Received-SPF: pass (google.com: best guess record for domain of linux-kernel-owner@vger.kernel.org designates 209.132.180.67 as permitted sender) client-ip=209.132.180.67;
Subject: Re: [RFC PATCH 3/4] acpi: apei: Do not panic() in NMI because of GHES
 messages
To:     James Morse <james.morse@arm.com>
Cc:     linux-acpi@vger.kernel.org, rjw@rjwysocki.net, lenb@kernel.org,
        tony.luck@intel.com, bp@alien8.de, tbaicar@codeaurora.org,
        will.deacon@arm.com, shiju.jose@huawei.com, zjzhang@codeaurora.org,
        gengdongjiu@huawei.com, linux-kernel@vger.kernel.org,
        alex_gagniuc@dellteam.com, austin_bolen@dell.com,
        shyam_iyer@dell.com
References: <20180403170830.29282-1-mr.nuke.me@gmail.com>
 <20180403170830.29282-4-mr.nuke.me@gmail.com>
 <338e9bb4-a837-69f9-36e5-5ee2ddcaaa38@arm.com>
 <d6492b41-612a-b256-44c9-4ff3b3d5ae4b@gmail.com>
 <e65986c8-55a1-14c4-5c06-f34fa25916d8@arm.com>
 <9e29e5c6-b942-617e-f92e-728627799506@gmail.com>
 <cdea7af5-6c9b-10c5-a9a9-1481446c65a8@arm.com>
 <2120d34a-41d2-9fff-2710-d11e9a19e12a@gmail.com>
 <855860ef-f84e-00af-ed44-55d6a5a41a94@arm.com>
 <70c0a230-945a-3a1a-7c49-4b0784a3cfa6@gmail.com>
 <d1053bc8-959d-2d24-af90-61fa4b3fd03f@arm.com>
From:   "Alex G." <mr.nuke.me@gmail.com>
Message-ID: <47e5ea8b-f9d0-0167-b2e4-d461ae8fdeed@gmail.com>
Date:   Fri, 20 Apr 2018 17:04:45 -0500
User-Agent: Mozilla/5.0 (X11; Linux x86_64; rv:52.0) Gecko/20100101
 Thunderbird/52.6.0
MIME-Version: 1.0
In-Reply-To: <d1053bc8-959d-2d24-af90-61fa4b3fd03f@arm.com>
Content-Type: text/plain; charset=utf-8
Content-Language: en-US
Content-Transfer-Encoding: 7bit
Sender: linux-kernel-owner@vger.kernel.org
Precedence: bulk


On 04/20/2018 02:27 AM, James Morse wrote:
> Hi Alex,
> 
> On 04/16/2018 10:59 PM, Alex G. wrote:
>> On 04/13/2018 11:38 AM, James Morse wrote:
>>> This assumes a cache-invalidate will clear the error, which I don't
> think we're
>>> guaranteed on arm.
>>> It also destroys any adjacent data, "everyone's happy" includes the
> thread that
>>> got a chunk of someone-else's stack frame, I don't think it will be
> happy for
>>> very long!
>>
>> Hmm, no cache-line (or page) invalidation on arm64? How does
>> dma_map/unmap_*() work then? You may not guarantee to fix the error, but
> 
> There are cache-invalidate instructions, but I don't think 'solving' a
> RAS error with them is the right thing to do.
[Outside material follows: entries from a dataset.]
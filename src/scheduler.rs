//! Scheduler adapters.
//!
//! Every backend submits the same `job.sh` from a job directory and is
//! polled until it reports completion. Which adapter serves a target is
//! decided once, from its kind.

mod kubernetes;
mod pbs;
mod process;
mod sge;
mod slurm;

use std::sync::Arc;

use async_trait::async_trait;
use tracing::debug;

use crate::error::{ClusterError, Result};
use crate::job::{Artifacts, JobId, JobSpec, JobStatus, ERROR_FILE, RESULT_FILE};
use crate::session::{Channel, CommandOutput};
use crate::target::{ExecutionTarget, TargetKind};

pub use kubernetes::KubernetesAdapter;
pub use pbs::PbsAdapter;
pub use process::ProcessAdapter;
pub use sge::SgeAdapter;
pub use slurm::SlurmAdapter;

#[async_trait]
pub trait SchedulerAdapter: Send + Sync {
    fn name(&self) -> &str;

    /// Channel to the machine the scheduler's commands run on.
    fn channel(&self) -> &Arc<dyn Channel>;

    async fn submit(&self, job: &JobSpec) -> Result<JobId>;

    async fn poll_status(&self, job: &JobId) -> Result<JobStatus>;

    /// Reads whichever of `result.json` and `error.json` exist.
    async fn fetch_artifacts(&self, job: &JobId) -> Result<Artifacts> {
        let channel = self.channel();
        let result = channel.read_file(&job.job_dir.join(RESULT_FILE)).await?;
        let error = channel.read_file(&job.job_dir.join(ERROR_FILE)).await?;
        Ok(Artifacts { result, error })
    }

    async fn cancel(&self, job: &JobId) -> Result<()>;
}

/// The adapters this crate ships.
pub enum Scheduler {
    Process(ProcessAdapter),
    Slurm(SlurmAdapter),
    Pbs(PbsAdapter),
    Sge(SgeAdapter),
    Kubernetes(KubernetesAdapter),
}

impl Scheduler {
    pub fn for_target(target: Arc<ExecutionTarget>, channel: Arc<dyn Channel>) -> Self {
        match target.kind {
            TargetKind::Local | TargetKind::Ssh => Scheduler::Process(ProcessAdapter::new(channel)),
            TargetKind::Slurm => Scheduler::Slurm(SlurmAdapter::new(channel)),
            TargetKind::Pbs => Scheduler::Pbs(PbsAdapter::new(channel)),
            TargetKind::Sge => Scheduler::Sge(SgeAdapter::new(channel)),
            TargetKind::Kubernetes => Scheduler::Kubernetes(KubernetesAdapter::new(target, channel)),
        }
    }

    fn adapter(&self) -> &dyn SchedulerAdapter {
        match self {
            Scheduler::Process(adapter) => adapter,
            Scheduler::Slurm(adapter) => adapter,
            Scheduler::Pbs(adapter) => adapter,
            Scheduler::Sge(adapter) => adapter,
            Scheduler::Kubernetes(adapter) => adapter,
        }
    }
}

#[async_trait]
impl SchedulerAdapter for Scheduler {
    fn name(&self) -> &str {
        self.adapter().name()
    }

    fn channel(&self) -> &Arc<dyn Channel> {
        self.adapter().channel()
    }

    async fn submit(&self, job: &JobSpec) -> Result<JobId> {
        self.adapter().submit(job).await
    }

    async fn poll_status(&self, job: &JobId) -> Result<JobStatus> {
        self.adapter().poll_status(job).await
    }

    async fn fetch_artifacts(&self, job: &JobId) -> Result<Artifacts> {
        self.adapter().fetch_artifacts(job).await
    }

    async fn cancel(&self, job: &JobId) -> Result<()> {
        self.adapter().cancel(job).await
    }
}

/// Runs a submission command; anything but a clean exit is a rejection.
async fn submit_with(channel: &dyn Channel, scheduler: &str, script: &str) -> Result<String> {
    debug!(scheduler, script, "Submitting");
    let output = channel.exec(script).await?;
    if !output.success() {
        return Err(rejected(scheduler, &output));
    }
    Ok(output.stdout_lossy().trim().to_string())
}

fn rejected(scheduler: &str, output: &CommandOutput) -> ClusterError {
    ClusterError::SubmissionRejected {
        scheduler: scheduler.to_string(),
        reason: output.describe_failure(),
    }
}

/// Runs a command whose failure is not fatal, such as a cancellation.
async fn best_effort(channel: &dyn Channel, script: &str) -> Result<()> {
    let output = channel.exec(script).await?;
    if !output.success() {
        debug!(script, error = %output.describe_failure(), "Command failed");
    }
    Ok(())
}
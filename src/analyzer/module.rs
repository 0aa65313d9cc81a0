//! Outline of a module's top-level statements.

use std::ops::Range;
use std::path::{Path, PathBuf};

use thiserror::Error;
use tree_sitter::{Node, Parser, Tree};

#[derive(Error, Debug)]
pub enum ParseError {
    #[error("tree-sitter language init failed: {0}")]
    Language(#[from] tree_sitter::LanguageError),
    #[error("tree-sitter parse failed")]
    Parse,
    #[error("syntax error at line {0}")]
    Syntax(usize),
}

/// Source text of `node`.
pub fn text<'s>(node: Node, source: &'s str) -> &'s str {
    &source[node.byte_range()]
}

/// 1-based line `node` starts on.
pub fn line(node: Node) -> usize {
    node.start_position().row + 1
}

#[derive(Debug, Clone, PartialEq, Eq)]
pub struct ImportedName {
    /// Dotted name as written after `import` or after `from … import`.
    pub name: String,
    /// Name the statement binds in the importing namespace.
    pub bound: String,
}

#[derive(Debug, Clone, PartialEq, Eq)]
pub struct Import {
    /// Module after `from`, or empty for `import a.b` forms where each name
    /// is itself a module.
    pub module: String,
    /// Leading dots of a relative import.
    pub level: usize,
    pub names: Vec<ImportedName>,
    pub star: bool,
    pub from: bool,
}

impl Import {
    /// Reads an `import`, `from … import` or `from __future__ import` node.
    pub fn from_node(node: Node, source: &str) -> Option<Import> {
        let from = match node.kind() {
            "import_statement" => false,
            "import_from_statement" | "future_import_statement" => true,
            _ => return None,
        };
        let (module, level) = match node.child_by_field_name("module_name") {
            Some(name) if name.kind() == "relative_import" => relative(name, source),
            Some(name) => (dotted(name, source), 0),
            None if from => ("__future__".to_string(), 0),
            None => (String::new(), 0),
        };
        let mut cursor = node.walk();
        let names = node
            .children_by_field_name("name", &mut cursor)
            .filter_map(|name| imported_name(name, source, from))
            .collect();
        let mut cursor = node.walk();
        let star = node
            .named_children(&mut cursor)
            .any(|child| child.kind() == "wildcard_import");
        Some(Import {
            module,
            level,
            names,
            star,
            from,
        })
    }

    pub fn bound_names(&self) -> impl Iterator<Item = &str> {
        self.names.iter().map(|n| n.bound.as_str())
    }

    /// Dotted modules this statement may load, most specific first.
    pub fn candidate_modules(&self) -> Vec<String> {
        if !self.from {
            return self.names.iter().map(|n| n.name.clone()).collect();
        }
        let mut modules: Vec<String> = self
            .names
            .iter()
            .map(|n| {
                if self.module.is_empty() {
                    n.name.clone()
                } else {
                    format!("{}.{}", self.module, n.name)
                }
            })
            .collect();
        if !self.module.is_empty() {
            modules.push(self.module.clone());
        }
        modules
    }

    /// Top-level package for absolute imports.
    pub fn root(&self) -> &str {
        let dotted = if self.from {
            self.module.as_str()
        } else {
            self.names.first().map_or("", |n| n.name.as_str())
        };
        dotted.split('.').next().unwrap_or("")
    }

    /// The module as written, leading dots included.
    pub fn written_module(&self) -> String {
        format!("{}{}", ".".repeat(self.level), self.module)
    }
}

/// `a . b` → `a.b`
fn dotted(node: Node, source: &str) -> String {
    text(node, source)
        .chars()
        .filter(|c| !c.is_whitespace() && *c != '\\')
        .collect()
}

fn relative(node: Node, source: &str) -> (String, usize) {
    let mut level = 0;
    let mut module = String::new();
    let mut cursor = node.walk();
    for child in node.children(&mut cursor) {
        match child.kind() {
            "import_prefix" => level = text(child, source).matches('.').count(),
            "dotted_name" => module = dotted(child, source),
            _ => {}
        }
    }
    (module, level)
}

fn imported_name(node: Node, source: &str, from: bool) -> Option<ImportedName> {
    let (name, alias) = match node.kind() {
        "aliased_import" => (
            dotted(node.child_by_field_name("name")?, source),
            Some(text(node.child_by_field_name("alias")?, source).to_string()),
        ),
        "dotted_name" | "identifier" => (dotted(node, source), None),
        _ => return None,
    };
    let bound = match alias {
        Some(alias) => alias,
        // `import a.b` binds `a`
        None if !from => name.split('.').next().unwrap_or_default().to_string(),
        None => name.clone(),
    };
    Some(ImportedName { name, bound })
}

#[derive(Debug, Clone, PartialEq, Eq)]
pub enum StatementKind {
    Def {
        name: String,
        is_async: bool,
        is_class: bool,
    },
    Import(Import),
    Assign {
        names: Vec<String>,
    },
    Other,
}

#[derive(Debug, Clone, PartialEq, Eq)]
pub struct Statement {
    pub kind: StatementKind,
    /// Position among the module node's named children.
    pub index: usize,
    /// Decorator lines as written.
    pub decorators: Vec<String>,
    pub start: usize,
    pub end: usize,
    pub line: usize,
}

impl Statement {
    pub fn binds(&self, name: &str) -> bool {
        match &self.kind {
            StatementKind::Def { name: def, .. } => def == name,
            StatementKind::Import(import) => import.bound_names().any(|b| b == name),
            StatementKind::Assign { names } => names.iter().any(|n| n == name),
            StatementKind::Other => false,
        }
    }

    pub fn span(&self) -> Range<usize> {
        self.start..self.end
    }
}

/// A parsed Python source file.
pub struct Module {
    pub path: PathBuf,
    pub source: String,
    tree: Tree,
    pub statements: Vec<Statement>,
}

impl Module {
    pub fn parse(path: impl Into<PathBuf>, source: String) -> Result<Self, ParseError> {
        let mut parser = Parser::new();
        parser.set_language(&tree_sitter_python::LANGUAGE.into())?;
        let tree = parser.parse(&source, None).ok_or(ParseError::Parse)?;
        let root = tree.root_node();
        if root.has_error() {
            return Err(ParseError::Syntax(first_error(root).map_or(1, line)));
        }
        let statements = outline(root, &source);
        Ok(Self {
            path: path.into(),
            source,
            tree,
            statements,
        })
    }

    pub fn directory(&self) -> &Path {
        self.path.parent().unwrap_or_else(|| Path::new("."))
    }

    pub fn text(&self, statement: &Statement) -> &str {
        &self.source[statement.span()]
    }

    /// Syntax node of a top-level statement, decorators included.
    pub fn node(&self, statement: &Statement) -> Option<Node<'_>> {
        self.tree.root_node().named_child(statement.index)
    }

    /// The top-level `def` or `async def` named `name`.
    pub fn function(&self, name: &str) -> Option<&Statement> {
        self.statements.iter().find(|s| {
            matches!(&s.kind, StatementKind::Def { name: n, is_class: false, .. } if n == name)
        })
    }

    /// The last top-level statement binding `name`, which is the binding in
    /// effect once the module has run.
    pub fn binding(&self, name: &str) -> Option<&Statement> {
        self.statements.iter().rev().find(|s| s.binds(name))
    }

    /// Every import in the file, top-level or nested.
    pub fn all_imports(&self) -> Vec<Import> {
        let mut imports = vec![];
        let mut stack = vec![self.tree.root_node()];
        while let Some(node) = stack.pop() {
            if let Some(import) = Import::from_node(node, &self.source) {
                imports.push(import);
                continue;
            }
            let mut cursor = node.walk();
            let mut children: Vec<Node> = node.named_children(&mut cursor).collect();
            children.reverse();
            stack.extend(children);
        }
        imports
    }
}

fn first_error(root: Node) -> Option<Node> {
    let mut stack = vec![root];
    while let Some(node) = stack.pop() {
        if node.is_error() || node.is_missing() {
            return Some(node);
        }
        if node.has_error() {
            let mut cursor = node.walk();
            let mut children: Vec<Node> = node.children(&mut cursor).collect();
            children.reverse();
            stack.extend(children);
        }
    }
    None
}

fn outline(root: Node, source: &str) -> Vec<Statement> {
    let mut statements = vec![];
    let mut cursor = root.walk();
    for (index, node) in root.named_children(&mut cursor).enumerate() {
        if node.kind() == "comment" {
            continue;
        }
        let (definition, decorators) = match node.kind() {
            "decorated_definition" => {
                let mut cursor = node.walk();
                let decorators = node
                    .named_children(&mut cursor)
                    .filter(|child| child.kind() == "decorator")
                    .map(|decorator| text(decorator, source).to_string())
                    .collect();
                match node.child_by_field_name("definition") {
                    Some(definition) => (definition, decorators),
                    None => continue,
                }
            }
            _ => (node, vec![]),
        };
        statements.push(Statement {
            kind: classify(definition, source),
            index,
            decorators,
            start: node.start_byte(),
            end: node.end_byte(),
            line: line(node),
        });
    }
    statements
}

fn classify(node: Node, source: &str) -> StatementKind {
    match node.kind() {
        "function_definition" | "class_definition" => match node.child_by_field_name("name") {
            Some(name) => StatementKind::Def {
                name: text(name, source).to_string(),
                is_async: node.child(0).map_or(false, |first| first.kind() == "async"),
                is_class: node.kind() == "class_definition",
            },
            None => StatementKind::Other,
        },
        "import_statement" | "import_from_statement" | "future_import_statement" => {
            match Import::from_node(node, source) {
                Some(import) => StatementKind::Import(import),
                None => StatementKind::Other,
            }
        }
        "expression_statement" => {
            let names = node
                .named_child(0)
                .filter(|child| child.kind() == "assignment")
                .map(|assignment| assignment_targets(assignment, source))
                .unwrap_or_default();
            if names.is_empty() {
                StatementKind::Other
            } else {
                StatementKind::Assign { names }
            }
        }
        _ => StatementKind::Other,
    }
}

/// Names bound by a plain, chained or annotated assignment.
fn assignment_targets(assignment: Node, source: &str) -> Vec<String> {
    let mut names = vec![];
    let mut current = Some(assignment);
    while let Some(node) = current.filter(|n| n.kind() == "assignment") {
        if let Some(left) = node.child_by_field_name("left") {
            target_names(left, source, &mut names);
        }
        current = node.child_by_field_name("right");
    }
    names
}

/// Plain names in an assignment target, skipping attributes and subscripts.
fn target_names(node: Node, source: &str, names: &mut Vec<String>) {
    match node.kind() {
        "identifier" => names.push(text(node, source).to_string()),
        "pattern_list" | "tuple_pattern" | "list_pattern" | "tuple" | "list"
        | "parenthesized_expression" | "list_splat_pattern" | "list_splat" => {
            let mut cursor = node.walk();
            for child in node.named_children(&mut cursor) {
                target_names(child, source, names);
            }
        }
        _ => {}
    }
}

#[cfg(test)]
mod tests {
    use super::*;

    const SOURCE: &str = r#"import os, numpy as np
from .helpers import (scale,
    offset as shift)
from pkg.sub import *

LIMIT: int = 10
a = b = 3

@decorator
@other.thing(1)
def helper(x):
    return x + 1

class Model(Base):
    pass

async def fetch():
    return 1

if __name__ == "__main__":
    helper(1)
"#;

    fn module() -> Module {
        Module::parse("/src/job.py", SOURCE.to_string()).unwrap()
    }

    #[test]
    fn test_outline() {
        let module = module();
        let kinds: Vec<&StatementKind> = module.statements.iter().map(|s| &s.kind).collect();
        assert_eq!(kinds.len(), 9);
        assert!(matches!(kinds[8], StatementKind::Other));
        let helper = module.function("helper").unwrap();
        assert_eq!(helper.decorators, vec!["@decorator", "@other.thing(1)"]);
        assert_eq!(helper.line, 9);
        assert!(module.text(helper).starts_with("@decorator"));
        assert!(module.text(helper).ends_with("return x + 1"));
        assert_eq!(module.node(helper).unwrap().kind(), "decorated_definition");
        assert!(module.function("Model").is_none());
        assert!(matches!(
            &module.binding("Model").unwrap().kind,
            StatementKind::Def { is_class: true, .. }
        ));
        assert!(matches!(
            &module.function("fetch").unwrap().kind,
            StatementKind::Def { is_async: true, .. }
        ));
        assert!(module.binding("LIMIT").is_some());
        assert!(module.binding("a").is_some());
        assert!(module.binding("b").is_some());
    }

    #[test]
    fn test_imports() {
        let module = module();
        let np = module.binding("np").unwrap();
        match &np.kind {
            StatementKind::Import(import) => {
                assert_eq!(import.root(), "os");
                assert_eq!(import.names[1].name, "numpy");
                assert!(!import.from);
            }
            other => panic!("unexpected {:?}", other),
        }
        match &module.binding("shift").unwrap().kind {
            StatementKind::Import(import) => {
                assert_eq!(import.level, 1);
                assert_eq!(import.module, "helpers");
                assert_eq!(import.names[1].name, "offset");
                assert_eq!(import.written_module(), ".helpers");
                assert_eq!(
                    import.candidate_modules(),
                    vec!["helpers.scale", "helpers.offset", "helpers"]
                );
            }
            other => panic!("unexpected {:?}", other),
        }
        let star = module.all_imports().into_iter().find(|i| i.star).unwrap();
        assert_eq!(star.module, "pkg.sub");
    }

    #[test]
    fn test_assignment_targets() {
        let module = Module::parse(
            "/src/t.py",
            "x, self.y, z[0] = values\ntotal: float\nprint(x == 1)\n".to_string(),
        )
        .unwrap();
        assert!(module.binding("x").is_some());
        assert!(module.binding("y").is_none());
        assert!(module.binding("z").is_none());
        assert!(module.binding("total").is_some());
        assert!(matches!(module.statements[2].kind, StatementKind::Other));
    }

    #[test]
    fn test_syntax_errors_are_reported() {
        match Module::parse("/src/bad.py", "def f(:\n    return 1\n".to_string()) {
            Err(ParseError::Syntax(line)) => assert_eq!(line, 1),
            Err(e) => panic!("unexpected error {}", e),
            Ok(_) => panic!("parsed invalid source"),
        }
    }
}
You seem to be putting RAS on a pedestal in a very cloudy and foggy day.
I admit that I fail to see the specialness of RAS in comparison to other
errors.

>> I don't buy into the "let's crash without trying" argument.
> 
> Our 'cache writeback granule' may be as large as 2K, so we may have to
> invalidate up to 2K of data to convince the hardware this address is
> okay again.

Eureka! OS can invalidate the entire page. 1:1 mapping with the memory
management data.

> All we've done here is differently-corrupt the data so that it no longer
> generates a RAS fault, it just gives you the wrong data instead.
> Cache-invalidation is destructive.
> 
> I don't think there is a one-size-fits-all solution here.

Of course there isn't. That's not the issue.
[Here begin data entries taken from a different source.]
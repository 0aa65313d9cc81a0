//! Grid Engine through `qsub -terse`, `qstat`, `qacct` and `qdel`.

use std::sync::Arc;

use async_trait::async_trait;

use super::{best_effort, submit_with, SchedulerAdapter};
use crate::error::{ClusterError, Result};
use crate::job::{JobId, JobSpec, JobStatus};
use crate::session::{quote, quote_all, quote_path, Channel};
use crate::target::ResourceRequest;

/// Parallel environment used for multi-core jobs.
const PARALLEL_ENVIRONMENT: &str = "smp";

pub struct SgeAdapter {
    channel: Arc<dyn Channel>,
}

impl SgeAdapter {
    pub fn new(channel: Arc<dyn Channel>) -> Self {
        Self { channel }
    }
}

fn submit_args(job: &JobSpec, resources: &ResourceRequest) -> Result<Vec<String>> {
    let mut args: Vec<String> = [
        "qsub",
        "-terse",
        "-cwd",
        "-S",
        "/bin/sh",
        "-j",
        "y",
        "-N",
    ]
    .iter()
    .map(|s| s.to_string())
    .collect();
    args.push(job.name.clone());
    args.push("-o".to_string());
    args.push(job.log().to_string_lossy().into_owned());
    if resources.cores() > 1 {
        args.push("-pe".to_string());
        args.push(PARALLEL_ENVIRONMENT.to_string());
        args.push(resources.cores().to_string());
    }
    if let Some(mib) = resources.memory_mib()? {
        args.push("-l".to_string());
        args.push(format!("h_vmem={}M", mib));
    }
    if let Some(time) = resources.wall_time()? {
        args.push("-l".to_string());
        args.push(format!("h_rt={}", time));
    }
    if let Some(queue) = &resources.queue {
        args.push("-q".to_string());
        args.push(queue.clone());
    }
    args.extend(resources.extra_args.iter().cloned());
    args.push(job.script.to_string_lossy().into_owned());
    Ok(args)
}

/// The state column of this job's row in `qstat`, if it is listed.
fn qstat_state(output: &str, id: &str) -> Option<JobStatus> {
    let state = output.lines().find_map(|line| {
        let mut fields = line.split_whitespace();
        if fields.next()? != id {
            return None;
        }
        // job-ID prior name user state
        fields.nth(3)
    })?;
    Some(if state.contains('E') {
        JobStatus::Failed
    } else if state.contains('r') || state.contains('t') {
        JobStatus::Running
    } else {
        JobStatus::Pending
    })
}

/// Final state from `qacct -j`. Without accounting, completion is assumed
/// and the artifacts decide.
fn qacct_state(output: &str) -> JobStatus {
    let failed = output.lines().any(|line| {
        let mut fields = line.split_whitespace();
        match (fields.next(), fields.next()) {
            (Some("exit_status"), Some(code)) | (Some("failed"), Some(code)) => code != "0",
            _ => false,
        }
    });
    if failed {
        JobStatus::Failed
    } else {
        JobStatus::Completed
    }
}

#[async_trait]
impl SchedulerAdapter for SgeAdapter {
    fn name(&self) -> &str {
        "sge"
    }

    fn channel(&self) -> &Arc<dyn Channel> {
        &self.channel
    }

    async fn submit(&self, job: &JobSpec) -> Result<JobId> {
        let args = submit_args(job, &job.resources)?;
        let script = format!(
            "cd {} && {}",
            quote_path(&job.job_dir),
            quote_all(&args)
        );
        let stdout = submit_with(self.channel.as_ref(), self.name(), &script).await?;
        // Array jobs print `id.1-10:1`.
        let id = stdout.split('.').next().unwrap_or_default().trim().to_string();
        if id.is_empty() || !id.bytes().all(|b| b.is_ascii_digit()) {
            return Err(ClusterError::SubmissionRejected {
                scheduler: self.name().to_string(),
                reason: format!("unexpected qsub output '{}'", stdout),
            });
        }
        Ok(JobId::new(id, job.job_dir.clone()))
    }

    async fn poll_status(&self, job: &JobId) -> Result<JobStatus> {
        let listed = self.channel.exec("qstat 2>/dev/null").await?;
        if let Some(status) = qstat_state(&listed.stdout_lossy(), &job.id) {
            return Ok(status);
        }
        let accounted = self
            .channel
            .exec(&format!("qacct -j {} 2>/dev/null", quote(&job.id)))
            .await?;
        Ok(qacct_state(&accounted.stdout_lossy()))
    }

    async fn cancel(&self, job: &JobId) -> Result<()> {
        best_effort(self.channel.as_ref(), &format!("qdel {}", quote(&job.id))).await
    }
}

#[cfg(test)]
mod tests {
    use super::*;
    use std::path::PathBuf;

    const QSTAT: &str = "\
job-ID  prior   name       user         state submit/start at     queue                          slots ja-task-ID
-----------------------------------------------------------------------------------------------------------------
    101 0.55500 f-1        alice        r     01/01/2025 10:00:00 all.q@node01                       1
    102 0.00000 f-2        alice        qw    01/01/2025 10:00:01                                    1
    103 0.00000 f-3        alice        Eqw   01/01/2025 10:00:02                                    1
";

    #[test]
    fn test_qstat_state() {
        assert_eq!(qstat_state(QSTAT, "101"), Some(JobStatus::Running));
        assert_eq!(qstat_state(QSTAT, "102"), Some(JobStatus::Pending));
        assert_eq!(qstat_state(QSTAT, "103"), Some(JobStatus::Failed));
        assert_eq!(qstat_state(QSTAT, "104"), None);
    }

    #[test]
    fn test_qacct_state() {
        assert_eq!(qacct_state("failed       0\nexit_status  0\n"), JobStatus::Completed);
        assert_eq!(qacct_state("failed       0\nexit_status  1\n"), JobStatus::Failed);
        assert_eq!(qacct_state("failed       100 : assumedly after job\nexit_status  0\n"), JobStatus::Failed);
        assert_eq!(qacct_state(""), JobStatus::Completed);
    }

    #[test]
    fn test_single_core_jobs_skip_parallel_environment() {
        let resources = ResourceRequest::default();
        let job = JobSpec::new("f-1", PathBuf::from("/w/jobs/f-1"), resources.clone());
        let args = submit_args(&job, &resources).unwrap();
        assert!(!args.contains(&"-pe".to_string()));
        assert_eq!(args.last().map(String::as_str), Some("/w/jobs/f-1/job.sh"));

        let parallel = ResourceRequest {
            cores: Some(4),
            ..Default::default()
        };
        let args = submit_args(&job, &parallel).unwrap();
        let pe = args.iter().position(|a| a == "-pe").unwrap();
        assert_eq!(args[pe + 1..pe + 3], ["smp".to_string(), "4".to_string()]);
    }
}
A cache corruption is a special case of a memory access issue, and that,
we already know how to handle. Triple-fault and cpu-on-fire concerns
apply wrt returning to the context which triggered the problem. We've
already figured that out.

There is a lot of opportunity here for using well tested code paths and
not crashing on first go. Why let firmware make this a problem again?

>>> (this is a side issue for AER though)
>>
>> Somebody muddled up AER with these tables, so we now have to worry about
>> it. :)
> 
> Eh? I see there is a v2, maybe I'll understand this comment once I read it.

I meant that somebody (the spec writers) decided to put ominous errors
(PCIe) on the same severity scale with "cpu is on fire" errors.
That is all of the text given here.